I was raised Baptist. FI was raised Catholic. We decided to get married at his church bcuz of the family tradition. His parents, sister, aunt and a few uncles were all married there. We met with the priest a fee weeks ago. I told him that I was Baptist. Big mistake. We sat with the priest for four hrs while he tried to convince me that the catholic religion is the best religion in the world and I should become catholic. I don't want to become catholic.After all was said and done, the priest decided he would marry us but under one condition. Either I have to become catholic or sign a document stating that all children we have MUST be raised catholic. Has anyone ever heard of this happening? I couldn't believe it.It means a lot to me to get married in a church and it means a lot to FI to get married in his family's church.I'm very strong in my faith and religion and so is FI. He wants our children to be raised as catholic and I would prefer them to be raised Baptist. I would be open, however, to the idea of raising them with aspects of both religions but FI says that's not the way it goes. The priest says that since the man is the head of the household then everyone in the household should share his religion. I think that's crazy. Now, FI and I are going back and forth about this. IDK what to do. Any advice would be greatly appreciated.

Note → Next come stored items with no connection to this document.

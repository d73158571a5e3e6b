//! Console UART task
//!
//! Feeds received bytes to the console one at a time. Commands run to
//! completion inside the feed, bit-banging the bus with blocking delays,
//! so nothing else on this executor runs while a command is active.

use defmt::*;
use embassy_rp::uart::{BufferedUartRx, BufferedUartTx};
use embassy_time::Delay;
use embedded_io_async::Read;

use twinwire_console::{Console, CrlfWriter};
use twinwire_hal_rp2040::FlexLines;

use crate::board::PicoBoard;

/// Buffer size for UART receive
const RX_BUF_SIZE: usize = 32;

/// Console wired to the board's pins and delays
pub type BoardConsole = Console<FlexLines<'static>, Delay, Delay, PicoBoard>;

/// Console task - reads the UART and runs commands
#[embassy_executor::task]
pub async fn console_task(mut console: BoardConsole, mut tx: BufferedUartTx, mut rx: BufferedUartRx) {
    info!("Console task started");

    if console.banner(&mut CrlfWriter::new(&mut tx)).is_err() {
        warn!("Failed to write console banner");
    }

    let mut buf = [0u8; RX_BUF_SIZE];

    loop {
        match rx.read(&mut buf).await {
            Ok(n) => {
                for &byte in &buf[..n] {
                    match console.feed(byte, &mut CrlfWriter::new(&mut tx)) {
                        Ok(Some(line)) => debug!("Command: {}", line.as_str()),
                        Ok(None) => {}
                        Err(_) => warn!("Console output failed"),
                    }
                }
            }
            Err(e) => {
                warn!("UART read error: {:?}", e);
            }
        }
    }
}
//! Device drivers
//!
//! Drivers here talk to devices through the [`twinwire_core::I2cPrimitives`]
//! trait, so they run on any line port the engine runs on:
//!
//! - Sensors (AHT10/AHT20 temperature and humidity)

#![no_std]
#![deny(unsafe_code)]

#[cfg(test)]
#[macro_use]
extern crate std;

pub mod sensor;
#[cfg(any(test, feature = "sim"))]
pub mod sim;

Re: Must I Become Catholic?

  • edited December 2011
    You two need to discuss this before getting married. Yes it is typically a condition regardless of which is Catholic that in order to get married Catholic the children must be raised Catholic.  
  • kelmcgeekelmcgee member
    100 Comments
    edited December 2011
    You seriously believe that?  What would you have done if there was a woman president?I guess we are lucky then our priest's theory is that even if he doesn't marry a couple, they are just going to find someone that will.     I agree with people do you think you could switch priests and use the same one your sister is using??  After all it's the same church.
  • edited December 2011
    sargesgirl, I'm not saying that domestic violence and hurting women is okay, but I am saying that women who are willing to serve their husband and family are worthy of praise. Also, I think that when a man is put in a position of being the breadwinner and the protector it is good for their morale! Slavery was wrong, but it wasn't really considered wrong until the new covenant. It took Christians in the U.S. to start the abolitionist movement, but sadly, we partook in it also. And for FI and I, the dominance will be mutual, household and finances are for me (what I am good at) and his focus should be his career. These are our plans for now anyway, and we just find it to be the best way to serve God. Sorry if I took this thread in the wrong direction, I know it was on interfaith marriage and congrats sharenawl on finding a priest willing to work with ya!
  • edited December 2011
    Amberoye--I get where you're coming from, but you can "serve" your husband without equating it to female submission. Submission has a very negative connotation. IMHO a man and his wife (or a wife and her husband) should equally be head of household and be serving to each other. I think it comes from the "two shall become one" passage. To me, that indicated that one is no longer greater than the other. They become one flesh, should make decisions together, and love/treat each other with respect. Not be submissive in any form of the word.And a man doesn't have to be the breadwinner for morale to be good. For a shor time, my father was unemployed (construction worker) and my mother provided for my family. It just showed me what a great team they were. My mom left being a SAHM to provide for her family. I don't see either of them as "head of the household." They both are the authority and they both share in decision making.But to each his own and I can agree to disagree. I may not agree with your beliefs, but I certainly won't degrade you for them. So, if it's working for you and your FI, good luck to you guys. :)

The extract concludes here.